• Saved data entries
--------------------

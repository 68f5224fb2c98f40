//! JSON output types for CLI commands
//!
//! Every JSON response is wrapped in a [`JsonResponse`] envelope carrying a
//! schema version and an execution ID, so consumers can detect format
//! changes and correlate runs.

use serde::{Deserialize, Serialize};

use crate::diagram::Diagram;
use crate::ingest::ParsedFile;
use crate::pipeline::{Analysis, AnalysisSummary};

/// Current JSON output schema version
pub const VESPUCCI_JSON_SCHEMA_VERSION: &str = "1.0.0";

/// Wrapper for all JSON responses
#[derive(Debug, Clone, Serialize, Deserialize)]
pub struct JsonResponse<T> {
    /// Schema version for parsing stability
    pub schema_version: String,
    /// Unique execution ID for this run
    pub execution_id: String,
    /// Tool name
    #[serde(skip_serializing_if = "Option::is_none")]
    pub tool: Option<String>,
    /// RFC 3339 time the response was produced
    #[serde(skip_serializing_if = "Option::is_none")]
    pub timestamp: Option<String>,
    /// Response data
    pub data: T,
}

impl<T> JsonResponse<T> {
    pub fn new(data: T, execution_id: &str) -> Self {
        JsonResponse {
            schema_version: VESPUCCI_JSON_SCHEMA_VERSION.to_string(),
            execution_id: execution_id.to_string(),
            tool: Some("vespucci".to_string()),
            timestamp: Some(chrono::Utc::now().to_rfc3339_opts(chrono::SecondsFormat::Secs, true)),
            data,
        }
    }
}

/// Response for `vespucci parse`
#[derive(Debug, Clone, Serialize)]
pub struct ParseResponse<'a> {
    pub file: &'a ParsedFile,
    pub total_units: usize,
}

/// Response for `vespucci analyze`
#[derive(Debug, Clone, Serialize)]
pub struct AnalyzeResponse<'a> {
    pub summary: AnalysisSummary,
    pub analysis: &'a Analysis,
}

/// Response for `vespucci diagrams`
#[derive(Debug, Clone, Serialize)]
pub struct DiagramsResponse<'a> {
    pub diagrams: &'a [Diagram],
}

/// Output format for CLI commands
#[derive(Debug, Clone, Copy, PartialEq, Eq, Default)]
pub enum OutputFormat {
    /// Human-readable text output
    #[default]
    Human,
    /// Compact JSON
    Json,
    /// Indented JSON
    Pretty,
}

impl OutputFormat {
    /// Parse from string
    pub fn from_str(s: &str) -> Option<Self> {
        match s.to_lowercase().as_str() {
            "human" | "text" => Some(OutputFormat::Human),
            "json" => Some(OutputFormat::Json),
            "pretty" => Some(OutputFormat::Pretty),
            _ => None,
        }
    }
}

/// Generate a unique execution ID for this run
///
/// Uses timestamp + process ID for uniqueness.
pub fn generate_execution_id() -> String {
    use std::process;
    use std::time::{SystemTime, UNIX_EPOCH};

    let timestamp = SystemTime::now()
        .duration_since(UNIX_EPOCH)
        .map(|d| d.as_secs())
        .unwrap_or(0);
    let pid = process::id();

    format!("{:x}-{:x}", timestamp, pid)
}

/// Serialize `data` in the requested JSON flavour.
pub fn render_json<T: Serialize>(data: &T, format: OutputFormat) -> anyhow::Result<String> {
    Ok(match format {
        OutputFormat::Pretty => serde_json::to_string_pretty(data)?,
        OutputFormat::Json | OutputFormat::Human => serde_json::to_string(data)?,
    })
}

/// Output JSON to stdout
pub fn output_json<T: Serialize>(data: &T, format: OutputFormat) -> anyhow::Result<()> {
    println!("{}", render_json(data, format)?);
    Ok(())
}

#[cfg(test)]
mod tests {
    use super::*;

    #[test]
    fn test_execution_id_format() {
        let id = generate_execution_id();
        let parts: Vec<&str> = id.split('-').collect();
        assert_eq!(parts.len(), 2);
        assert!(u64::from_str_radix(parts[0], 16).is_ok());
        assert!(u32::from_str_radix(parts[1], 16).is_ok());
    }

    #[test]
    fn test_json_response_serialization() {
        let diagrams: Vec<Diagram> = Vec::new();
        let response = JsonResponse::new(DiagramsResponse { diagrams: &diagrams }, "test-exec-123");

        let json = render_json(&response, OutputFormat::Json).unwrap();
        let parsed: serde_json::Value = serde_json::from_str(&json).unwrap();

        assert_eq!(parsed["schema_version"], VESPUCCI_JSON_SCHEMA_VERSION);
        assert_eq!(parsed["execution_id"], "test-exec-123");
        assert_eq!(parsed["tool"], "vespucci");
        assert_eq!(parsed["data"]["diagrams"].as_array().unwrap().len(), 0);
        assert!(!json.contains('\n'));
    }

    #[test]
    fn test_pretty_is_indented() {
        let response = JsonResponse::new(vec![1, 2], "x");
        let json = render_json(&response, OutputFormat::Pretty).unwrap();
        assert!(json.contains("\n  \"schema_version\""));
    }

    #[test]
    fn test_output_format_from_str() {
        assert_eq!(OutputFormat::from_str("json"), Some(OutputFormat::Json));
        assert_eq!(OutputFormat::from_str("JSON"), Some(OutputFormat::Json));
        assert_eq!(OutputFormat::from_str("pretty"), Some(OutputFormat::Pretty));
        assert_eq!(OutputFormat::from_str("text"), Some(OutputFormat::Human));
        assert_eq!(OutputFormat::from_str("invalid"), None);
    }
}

--------------------

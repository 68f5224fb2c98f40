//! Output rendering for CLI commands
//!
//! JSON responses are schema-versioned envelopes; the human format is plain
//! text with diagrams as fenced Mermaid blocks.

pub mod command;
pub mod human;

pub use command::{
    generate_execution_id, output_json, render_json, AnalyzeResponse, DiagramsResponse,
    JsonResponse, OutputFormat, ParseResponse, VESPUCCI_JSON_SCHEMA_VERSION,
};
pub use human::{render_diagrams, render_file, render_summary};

--------------------

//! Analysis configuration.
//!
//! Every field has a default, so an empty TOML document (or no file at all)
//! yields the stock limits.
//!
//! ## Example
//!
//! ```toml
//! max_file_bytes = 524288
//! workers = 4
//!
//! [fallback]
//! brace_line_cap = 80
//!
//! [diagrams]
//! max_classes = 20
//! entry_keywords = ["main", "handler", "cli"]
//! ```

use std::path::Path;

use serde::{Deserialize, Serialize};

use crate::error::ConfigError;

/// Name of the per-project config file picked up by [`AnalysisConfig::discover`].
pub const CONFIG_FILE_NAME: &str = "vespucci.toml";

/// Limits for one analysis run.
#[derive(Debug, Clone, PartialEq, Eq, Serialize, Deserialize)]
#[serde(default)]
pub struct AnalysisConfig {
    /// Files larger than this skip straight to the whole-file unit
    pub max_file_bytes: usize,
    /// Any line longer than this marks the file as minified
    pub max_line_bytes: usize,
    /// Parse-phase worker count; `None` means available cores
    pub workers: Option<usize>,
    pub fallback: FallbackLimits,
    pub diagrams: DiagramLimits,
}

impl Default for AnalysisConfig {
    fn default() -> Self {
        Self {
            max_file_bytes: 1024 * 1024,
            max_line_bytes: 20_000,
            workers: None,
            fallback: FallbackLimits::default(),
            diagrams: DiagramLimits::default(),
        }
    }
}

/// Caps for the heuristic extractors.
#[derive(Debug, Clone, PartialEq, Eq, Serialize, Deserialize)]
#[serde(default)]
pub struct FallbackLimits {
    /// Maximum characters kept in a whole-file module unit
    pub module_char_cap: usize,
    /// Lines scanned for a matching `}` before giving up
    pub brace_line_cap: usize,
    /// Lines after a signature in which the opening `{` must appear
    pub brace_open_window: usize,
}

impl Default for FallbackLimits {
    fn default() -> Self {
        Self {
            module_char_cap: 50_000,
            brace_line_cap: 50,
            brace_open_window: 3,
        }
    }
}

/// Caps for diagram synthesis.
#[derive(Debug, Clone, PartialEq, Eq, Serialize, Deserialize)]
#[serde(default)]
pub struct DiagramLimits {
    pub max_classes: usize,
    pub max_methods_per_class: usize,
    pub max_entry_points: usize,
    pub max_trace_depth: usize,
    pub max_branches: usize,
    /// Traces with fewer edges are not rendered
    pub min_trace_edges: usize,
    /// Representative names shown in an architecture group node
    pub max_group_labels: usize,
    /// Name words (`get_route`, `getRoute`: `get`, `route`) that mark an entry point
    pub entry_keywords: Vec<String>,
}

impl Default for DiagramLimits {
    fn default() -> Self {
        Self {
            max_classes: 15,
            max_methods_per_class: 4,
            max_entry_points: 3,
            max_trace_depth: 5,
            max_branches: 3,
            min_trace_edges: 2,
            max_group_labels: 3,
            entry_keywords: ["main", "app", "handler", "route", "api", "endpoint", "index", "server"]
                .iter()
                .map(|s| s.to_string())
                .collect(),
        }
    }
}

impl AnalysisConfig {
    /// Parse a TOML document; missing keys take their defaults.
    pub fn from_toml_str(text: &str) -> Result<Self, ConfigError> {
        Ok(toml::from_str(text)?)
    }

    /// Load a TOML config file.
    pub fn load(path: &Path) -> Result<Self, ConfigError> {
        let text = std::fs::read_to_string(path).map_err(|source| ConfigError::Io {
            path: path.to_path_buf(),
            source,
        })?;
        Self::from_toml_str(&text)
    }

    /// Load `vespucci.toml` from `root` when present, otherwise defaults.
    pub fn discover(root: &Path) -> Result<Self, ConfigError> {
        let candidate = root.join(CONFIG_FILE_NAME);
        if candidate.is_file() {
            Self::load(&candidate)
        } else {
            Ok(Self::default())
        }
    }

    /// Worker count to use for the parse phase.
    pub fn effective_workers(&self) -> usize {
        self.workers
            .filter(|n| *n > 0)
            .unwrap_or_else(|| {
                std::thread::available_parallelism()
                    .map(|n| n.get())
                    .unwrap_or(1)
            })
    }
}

--------------------

• Task objective
Scan the records for the string "defaults" and report each line where it occurs.

• Response
    /// Parse a TOML document; missing keys take their defaults.
    /// Load `vespucci.toml` from `root` when present, otherwise defaults.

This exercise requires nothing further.